■ WORK REQUIRED
Here is a set of records. Copy them all exactly.

■ EXERCISE MATERIALS
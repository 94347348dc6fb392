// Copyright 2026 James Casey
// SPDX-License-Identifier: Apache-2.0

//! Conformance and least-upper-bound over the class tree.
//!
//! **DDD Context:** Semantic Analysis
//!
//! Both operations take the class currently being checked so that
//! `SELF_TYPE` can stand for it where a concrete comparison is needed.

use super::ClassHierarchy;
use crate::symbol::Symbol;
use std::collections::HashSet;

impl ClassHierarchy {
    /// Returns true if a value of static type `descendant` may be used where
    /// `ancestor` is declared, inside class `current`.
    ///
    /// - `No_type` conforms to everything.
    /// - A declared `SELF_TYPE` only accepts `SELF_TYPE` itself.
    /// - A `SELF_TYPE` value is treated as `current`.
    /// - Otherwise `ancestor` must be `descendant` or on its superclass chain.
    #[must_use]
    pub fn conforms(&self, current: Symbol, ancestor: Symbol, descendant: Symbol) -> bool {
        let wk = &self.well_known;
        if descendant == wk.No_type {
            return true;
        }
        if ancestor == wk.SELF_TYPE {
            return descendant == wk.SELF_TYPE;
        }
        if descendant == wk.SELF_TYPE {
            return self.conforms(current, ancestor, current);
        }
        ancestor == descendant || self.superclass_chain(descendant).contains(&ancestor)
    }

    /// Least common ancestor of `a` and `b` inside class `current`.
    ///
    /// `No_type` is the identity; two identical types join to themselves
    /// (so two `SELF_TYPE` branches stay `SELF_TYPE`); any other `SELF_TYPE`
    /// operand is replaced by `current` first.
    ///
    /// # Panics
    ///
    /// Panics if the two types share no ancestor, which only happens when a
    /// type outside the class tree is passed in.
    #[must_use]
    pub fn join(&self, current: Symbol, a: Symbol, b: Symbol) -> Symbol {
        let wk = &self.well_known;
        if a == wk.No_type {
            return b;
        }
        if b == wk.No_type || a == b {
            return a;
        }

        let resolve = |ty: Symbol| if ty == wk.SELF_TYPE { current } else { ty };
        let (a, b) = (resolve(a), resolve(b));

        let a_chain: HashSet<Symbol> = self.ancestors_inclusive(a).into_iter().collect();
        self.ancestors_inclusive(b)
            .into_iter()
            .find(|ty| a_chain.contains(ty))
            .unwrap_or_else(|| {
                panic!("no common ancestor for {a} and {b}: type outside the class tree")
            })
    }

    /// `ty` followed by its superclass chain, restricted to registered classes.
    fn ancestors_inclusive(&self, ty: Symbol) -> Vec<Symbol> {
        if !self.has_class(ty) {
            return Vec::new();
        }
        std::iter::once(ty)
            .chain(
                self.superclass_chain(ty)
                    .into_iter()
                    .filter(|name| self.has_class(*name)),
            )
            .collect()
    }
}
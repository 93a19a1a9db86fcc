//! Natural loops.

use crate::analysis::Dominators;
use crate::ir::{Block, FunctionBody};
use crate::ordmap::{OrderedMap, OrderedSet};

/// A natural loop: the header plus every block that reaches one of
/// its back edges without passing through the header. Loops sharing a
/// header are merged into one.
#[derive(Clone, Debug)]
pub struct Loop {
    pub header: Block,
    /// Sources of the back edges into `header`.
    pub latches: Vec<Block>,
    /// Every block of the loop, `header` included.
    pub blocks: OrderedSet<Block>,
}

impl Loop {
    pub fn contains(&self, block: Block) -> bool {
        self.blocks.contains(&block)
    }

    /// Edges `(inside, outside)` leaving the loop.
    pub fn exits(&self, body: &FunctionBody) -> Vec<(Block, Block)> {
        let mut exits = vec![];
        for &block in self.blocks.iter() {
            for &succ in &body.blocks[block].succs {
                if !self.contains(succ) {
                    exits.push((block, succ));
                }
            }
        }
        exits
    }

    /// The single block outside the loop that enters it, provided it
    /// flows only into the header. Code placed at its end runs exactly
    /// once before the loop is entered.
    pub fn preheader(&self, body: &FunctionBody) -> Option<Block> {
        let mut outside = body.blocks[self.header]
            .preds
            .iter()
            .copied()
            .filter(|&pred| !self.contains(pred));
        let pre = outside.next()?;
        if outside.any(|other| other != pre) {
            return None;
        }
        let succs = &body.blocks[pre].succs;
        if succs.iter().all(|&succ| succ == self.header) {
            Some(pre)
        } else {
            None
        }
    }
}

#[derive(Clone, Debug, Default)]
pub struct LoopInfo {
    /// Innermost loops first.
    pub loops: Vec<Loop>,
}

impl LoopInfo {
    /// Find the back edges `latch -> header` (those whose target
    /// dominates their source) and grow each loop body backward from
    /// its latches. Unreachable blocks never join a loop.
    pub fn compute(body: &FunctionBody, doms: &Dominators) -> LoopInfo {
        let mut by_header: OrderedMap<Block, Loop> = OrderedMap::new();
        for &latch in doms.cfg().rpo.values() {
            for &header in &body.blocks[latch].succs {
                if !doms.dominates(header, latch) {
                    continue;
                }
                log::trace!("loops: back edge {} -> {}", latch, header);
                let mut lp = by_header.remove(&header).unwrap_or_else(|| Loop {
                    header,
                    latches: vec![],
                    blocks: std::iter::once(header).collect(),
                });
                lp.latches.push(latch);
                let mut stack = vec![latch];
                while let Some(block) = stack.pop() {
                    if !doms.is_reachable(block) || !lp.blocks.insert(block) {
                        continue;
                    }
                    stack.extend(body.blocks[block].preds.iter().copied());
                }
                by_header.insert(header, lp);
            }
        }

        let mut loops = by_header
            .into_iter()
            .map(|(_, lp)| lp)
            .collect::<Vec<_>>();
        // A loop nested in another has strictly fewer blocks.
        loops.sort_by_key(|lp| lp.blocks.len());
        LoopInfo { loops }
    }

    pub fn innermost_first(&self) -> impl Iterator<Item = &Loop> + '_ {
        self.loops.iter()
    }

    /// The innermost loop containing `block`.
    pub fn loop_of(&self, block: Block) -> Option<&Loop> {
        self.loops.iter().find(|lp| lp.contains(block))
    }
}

■ YOUR RESPONSE
repository 94347348dc6fb392
// Copyright 2026 James Casey
// SPDX-License-Identifier: Apache-2.0

//! Conformance and least-upper-bound over the class tree.
//!
//! **DDD Context:** Semantic Analysis
//!
//! Both operations take the class currently being checked so that
//! `SELF_TYPE` can stand for it where a concrete comparison is needed.

use super::ClassHierarchy;
use crate::symbol::Symbol;
use std::collections::HashSet;

impl ClassHierarchy {
    /// Returns true if a value of static type `descendant` may be used where
    /// `ancestor` is declared, inside class `current`.
    ///
    /// - `No_type` conforms to everything.
    /// - A declared `SELF_TYPE` only accepts `SELF_TYPE` itself.
    /// - A `SELF_TYPE` value is treated as `current`.
    /// - Otherwise `ancestor` must be `descendant` or on its superclass chain.
    #[must_use]
    pub fn conforms(&self, current: Symbol, ancestor: Symbol, descendant: Symbol) -> bool {
        let wk = &self.well_known;
        if descendant == wk.No_type {
            return true;
        }
        if ancestor == wk.SELF_TYPE {
            return descendant == wk.SELF_TYPE;
        }
        if descendant == wk.SELF_TYPE {
            return self.conforms(current, ancestor, current);
        }
        ancestor == descendant || self.superclass_chain(descendant).contains(&ancestor)
    }

    /// Least common ancestor of `a` and `b` inside class `current`.
    ///
    /// `No_type` is the identity; two identical types join to themselves
    /// (so two `SELF_TYPE` branches stay `SELF_TYPE`); any other `SELF_TYPE`
    /// operand is replaced by `current` first.
    ///
    /// # Panics
    ///
    /// Panics if the two types share no ancestor, which only happens when a
    /// type outside the class tree is passed in.
    #[must_use]
    pub fn join(&self, current: Symbol, a: Symbol, b: Symbol) -> Symbol {
        let wk = &self.well_known;
        if a == wk.No_type {
            return b;
        }
        if b == wk.No_type || a == b {
            return a;
        }

        let resolve = |ty: Symbol| if ty == wk.SELF_TYPE { current } else { ty };
        let (a, b) = (resolve(a), resolve(b));

        let a_chain: HashSet<Symbol> = self.ancestors_inclusive(a).into_iter().collect();
        self.ancestors_inclusive(b)
            .into_iter()
            .find(|ty| a_chain.contains(ty))
            .unwrap_or_else(|| {
                panic!("no common ancestor for {a} and {b}: type outside the class tree")
            })
    }

    /// `ty` followed by its superclass chain, restricted to registered classes.
    fn ancestors_inclusive(&self, ty: Symbol) -> Vec<Symbol> {
        if !self.has_class(ty) {
            return Vec::new();
        }
        std::iter::once(ty)
            .chain(
                self.superclass_chain(ty)
                    .into_iter()
                    .filter(|name| self.has_class(*name)),
            )
            .collect()
    }
}
repository 93a19a1a9db86fcc
//! Natural loops.

use crate::analysis::Dominators;
use crate::ir::{Block, FunctionBody};
use crate::ordmap::{OrderedMap, OrderedSet};

/// A natural loop: the header plus every block that reaches one of
/// its back edges without passing through the header. Loops sharing a
/// header are merged into one.
#[derive(Clone, Debug)]
pub struct Loop {
    pub header: Block,
    /// Sources of the back edges into `header`.
    pub latches: Vec<Block>,
    /// Every block of the loop, `header` included.
    pub blocks: OrderedSet<Block>,
}

impl Loop {
    pub fn contains(&self, block: Block) -> bool {
        self.blocks.contains(&block)
    }

    /// Edges `(inside, outside)` leaving the loop.
    pub fn exits(&self, body: &FunctionBody) -> Vec<(Block, Block)> {
        let mut exits = vec![];
        for &block in self.blocks.iter() {
            for &succ in &body.blocks[block].succs {
                if !self.contains(succ) {
                    exits.push((block, succ));
                }
            }
        }
        exits
    }

    /// The single block outside the loop that enters it, provided it
    /// flows only into the header. Code placed at its end runs exactly
    /// once before the loop is entered.
    pub fn preheader(&self, body: &FunctionBody) -> Option<Block> {
        let mut outside = body.blocks[self.header]
            .preds
            .iter()
            .copied()
            .filter(|&pred| !self.contains(pred));
        let pre = outside.next()?;
        if outside.any(|other| other != pre) {
            return None;
        }
        let succs = &body.blocks[pre].succs;
        if succs.iter().all(|&succ| succ == self.header) {
            Some(pre)
        } else {
            None
        }
    }
}

#[derive(Clone, Debug, Default)]
pub struct LoopInfo {
    /// Innermost loops first.
    pub loops: Vec<Loop>,
}

impl LoopInfo {
    /// Find the back edges `latch -> header` (those whose target
    /// dominates their source) and grow each loop body backward from
    /// its latches. Unreachable blocks never join a loop.
    pub fn compute(body: &FunctionBody, doms: &Dominators) -> LoopInfo {
        let mut by_header: OrderedMap<Block, Loop> = OrderedMap::new();
        for &latch in doms.cfg().rpo.values() {
            for &header in &body.blocks[latch].succs {
                if !doms.dominates(header, latch) {
                    continue;
                }
                log::trace!("loops: back edge {} -> {}", latch, header);
                let mut lp = by_header.remove(&header).unwrap_or_else(|| Loop {
                    header,
                    latches: vec![],
                    blocks: std::iter::once(header).collect(),
                });
                lp.latches.push(latch);
                let mut stack = vec![latch];
                while let Some(block) = stack.pop() {
                    if !doms.is_reachable(block) || !lp.blocks.insert(block) {
                        continue;
                    }
                    stack.extend(body.blocks[block].preds.iter().copied());
                }
                by_header.insert(header, lp);
            }
        }

        let mut loops = by_header
            .into_iter()
            .map(|(_, lp)| lp)
            .collect::<Vec<_>>();
        // A loop nested in another has strictly fewer blocks.
        loops.sort_by_key(|lp| lp.blocks.len());
        LoopInfo { loops }
    }

    pub fn innermost_first(&self) -> impl Iterator<Item = &Loop> + '_ {
        self.loops.iter()
    }

    /// The innermost loop containing `block`.
    pub fn loop_of(&self, block: Block) -> Option<&Loop> {
        self.loops.iter().find(|lp| lp.contains(block))
    }
}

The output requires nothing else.